##### EXTRACTED ENTRIES

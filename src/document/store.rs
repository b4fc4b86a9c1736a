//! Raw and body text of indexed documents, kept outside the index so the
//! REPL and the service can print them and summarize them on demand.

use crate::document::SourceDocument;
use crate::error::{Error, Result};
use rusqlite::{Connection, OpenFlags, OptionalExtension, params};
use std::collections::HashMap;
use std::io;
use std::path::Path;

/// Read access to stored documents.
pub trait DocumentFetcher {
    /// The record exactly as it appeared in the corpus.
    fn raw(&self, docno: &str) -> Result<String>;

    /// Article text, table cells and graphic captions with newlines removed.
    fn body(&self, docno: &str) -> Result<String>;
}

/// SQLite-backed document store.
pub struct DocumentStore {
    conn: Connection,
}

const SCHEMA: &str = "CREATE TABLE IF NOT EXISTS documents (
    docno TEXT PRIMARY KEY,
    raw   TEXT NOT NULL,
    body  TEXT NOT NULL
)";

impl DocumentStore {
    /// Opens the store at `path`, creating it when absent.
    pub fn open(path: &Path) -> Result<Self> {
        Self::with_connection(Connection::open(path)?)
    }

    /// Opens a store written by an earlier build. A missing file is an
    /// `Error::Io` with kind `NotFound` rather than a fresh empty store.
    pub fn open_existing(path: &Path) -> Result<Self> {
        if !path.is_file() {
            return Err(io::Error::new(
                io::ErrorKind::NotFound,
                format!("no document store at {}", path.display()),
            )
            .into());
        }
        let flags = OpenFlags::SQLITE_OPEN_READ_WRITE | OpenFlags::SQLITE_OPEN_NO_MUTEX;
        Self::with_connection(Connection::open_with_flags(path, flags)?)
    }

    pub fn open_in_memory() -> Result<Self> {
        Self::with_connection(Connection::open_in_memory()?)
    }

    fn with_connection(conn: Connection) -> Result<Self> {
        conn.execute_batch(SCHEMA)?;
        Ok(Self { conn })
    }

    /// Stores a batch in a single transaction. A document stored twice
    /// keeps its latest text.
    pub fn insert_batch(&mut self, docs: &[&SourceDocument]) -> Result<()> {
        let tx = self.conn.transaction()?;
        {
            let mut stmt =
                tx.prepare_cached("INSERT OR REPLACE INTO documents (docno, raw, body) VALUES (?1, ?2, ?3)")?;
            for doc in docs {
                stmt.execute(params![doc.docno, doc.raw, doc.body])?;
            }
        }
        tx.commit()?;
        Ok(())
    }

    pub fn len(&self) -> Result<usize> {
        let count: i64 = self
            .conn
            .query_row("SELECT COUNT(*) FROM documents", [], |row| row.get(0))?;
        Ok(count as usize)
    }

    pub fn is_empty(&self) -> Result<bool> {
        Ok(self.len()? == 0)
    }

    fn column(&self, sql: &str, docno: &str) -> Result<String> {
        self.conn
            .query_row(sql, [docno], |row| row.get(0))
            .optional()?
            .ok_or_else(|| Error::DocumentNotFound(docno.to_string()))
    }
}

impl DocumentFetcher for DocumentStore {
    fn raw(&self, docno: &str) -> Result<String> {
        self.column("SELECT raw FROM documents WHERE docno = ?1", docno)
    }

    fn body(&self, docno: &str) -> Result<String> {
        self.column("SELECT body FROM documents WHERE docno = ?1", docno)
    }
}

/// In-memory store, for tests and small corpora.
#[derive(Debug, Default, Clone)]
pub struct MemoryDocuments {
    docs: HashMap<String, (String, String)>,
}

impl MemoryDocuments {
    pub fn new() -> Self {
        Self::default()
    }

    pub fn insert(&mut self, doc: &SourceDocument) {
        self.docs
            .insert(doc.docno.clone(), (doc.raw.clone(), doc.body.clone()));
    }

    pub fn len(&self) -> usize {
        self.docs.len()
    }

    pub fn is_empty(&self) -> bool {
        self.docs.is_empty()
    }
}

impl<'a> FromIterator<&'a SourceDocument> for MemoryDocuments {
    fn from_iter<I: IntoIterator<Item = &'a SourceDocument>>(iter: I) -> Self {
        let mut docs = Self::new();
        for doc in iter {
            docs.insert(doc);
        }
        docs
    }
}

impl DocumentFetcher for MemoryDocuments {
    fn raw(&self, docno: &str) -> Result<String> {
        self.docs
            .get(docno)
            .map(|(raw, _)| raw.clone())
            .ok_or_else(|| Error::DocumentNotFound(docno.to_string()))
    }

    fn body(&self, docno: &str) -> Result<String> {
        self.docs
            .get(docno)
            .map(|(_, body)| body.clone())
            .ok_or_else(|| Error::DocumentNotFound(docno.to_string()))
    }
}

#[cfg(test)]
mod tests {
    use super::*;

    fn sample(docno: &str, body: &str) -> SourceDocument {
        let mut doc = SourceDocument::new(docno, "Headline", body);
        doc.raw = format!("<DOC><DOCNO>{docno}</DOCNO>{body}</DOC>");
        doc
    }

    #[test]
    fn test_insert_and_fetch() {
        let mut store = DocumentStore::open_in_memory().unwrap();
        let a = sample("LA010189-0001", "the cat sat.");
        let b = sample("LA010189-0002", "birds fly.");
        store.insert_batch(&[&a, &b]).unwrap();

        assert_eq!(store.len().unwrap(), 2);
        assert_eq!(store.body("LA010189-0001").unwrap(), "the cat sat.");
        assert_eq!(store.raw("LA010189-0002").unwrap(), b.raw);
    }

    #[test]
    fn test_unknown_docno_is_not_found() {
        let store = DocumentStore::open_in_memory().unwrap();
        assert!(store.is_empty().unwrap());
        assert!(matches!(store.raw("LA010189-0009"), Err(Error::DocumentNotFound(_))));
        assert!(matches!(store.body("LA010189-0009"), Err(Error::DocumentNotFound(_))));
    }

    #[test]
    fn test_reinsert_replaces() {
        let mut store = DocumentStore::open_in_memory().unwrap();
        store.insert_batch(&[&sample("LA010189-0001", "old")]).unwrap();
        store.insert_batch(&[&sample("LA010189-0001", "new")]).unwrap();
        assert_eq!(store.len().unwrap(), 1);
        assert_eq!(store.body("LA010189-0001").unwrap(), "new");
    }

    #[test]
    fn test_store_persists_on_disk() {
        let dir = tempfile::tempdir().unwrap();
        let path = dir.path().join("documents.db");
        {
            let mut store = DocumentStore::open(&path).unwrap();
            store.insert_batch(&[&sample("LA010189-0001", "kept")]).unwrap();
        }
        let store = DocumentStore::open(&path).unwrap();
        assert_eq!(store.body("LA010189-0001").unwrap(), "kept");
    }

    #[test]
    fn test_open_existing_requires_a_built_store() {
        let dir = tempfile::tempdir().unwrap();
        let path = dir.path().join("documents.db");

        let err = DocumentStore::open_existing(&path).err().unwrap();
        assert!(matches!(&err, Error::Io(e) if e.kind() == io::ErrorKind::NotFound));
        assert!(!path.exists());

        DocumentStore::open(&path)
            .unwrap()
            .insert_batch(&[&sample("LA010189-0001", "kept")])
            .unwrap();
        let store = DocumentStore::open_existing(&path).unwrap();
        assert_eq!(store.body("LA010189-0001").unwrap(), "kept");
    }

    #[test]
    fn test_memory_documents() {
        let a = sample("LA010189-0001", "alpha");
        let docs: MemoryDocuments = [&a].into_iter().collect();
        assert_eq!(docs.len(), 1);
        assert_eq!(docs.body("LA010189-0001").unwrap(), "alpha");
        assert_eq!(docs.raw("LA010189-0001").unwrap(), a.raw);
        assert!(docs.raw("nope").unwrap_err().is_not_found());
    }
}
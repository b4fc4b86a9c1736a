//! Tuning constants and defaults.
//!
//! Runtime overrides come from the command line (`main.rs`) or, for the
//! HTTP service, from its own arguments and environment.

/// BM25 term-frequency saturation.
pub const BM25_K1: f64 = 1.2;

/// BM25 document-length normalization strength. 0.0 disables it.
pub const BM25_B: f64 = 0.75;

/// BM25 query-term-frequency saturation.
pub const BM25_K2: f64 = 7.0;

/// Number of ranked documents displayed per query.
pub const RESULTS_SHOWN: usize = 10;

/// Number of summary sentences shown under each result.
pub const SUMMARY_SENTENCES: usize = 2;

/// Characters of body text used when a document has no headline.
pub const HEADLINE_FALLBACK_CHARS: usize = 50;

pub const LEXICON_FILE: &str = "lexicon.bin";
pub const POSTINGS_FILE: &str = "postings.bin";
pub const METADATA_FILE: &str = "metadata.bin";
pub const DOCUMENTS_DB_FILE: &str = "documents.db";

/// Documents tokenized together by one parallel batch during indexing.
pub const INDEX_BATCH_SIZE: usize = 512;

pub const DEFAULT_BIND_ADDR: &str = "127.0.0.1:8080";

##########

* TASK INSTRUCTIONS
Retype exactly the lines from the first line of the records above through the line containing "fn raw(&self, docno: &str) -> Result<String>;", both included, and nothing else.

* REPLY TO THE TASK
filename src/document/store.rs
repository b4fc4b86a9c1736a
//! Raw and body text of indexed documents, kept outside the index so the
//! REPL and the service can print them and summarize them on demand.

use crate::document::SourceDocument;
use crate::error::{Error, Result};
use rusqlite::{Connection, OpenFlags, OptionalExtension, params};
use std::collections::HashMap;
use std::io;
use std::path::Path;

/// Read access to stored documents.
pub trait DocumentFetcher {
    /// The record exactly as it appeared in the corpus.
    fn raw(&self, docno: &str) -> Result<String>;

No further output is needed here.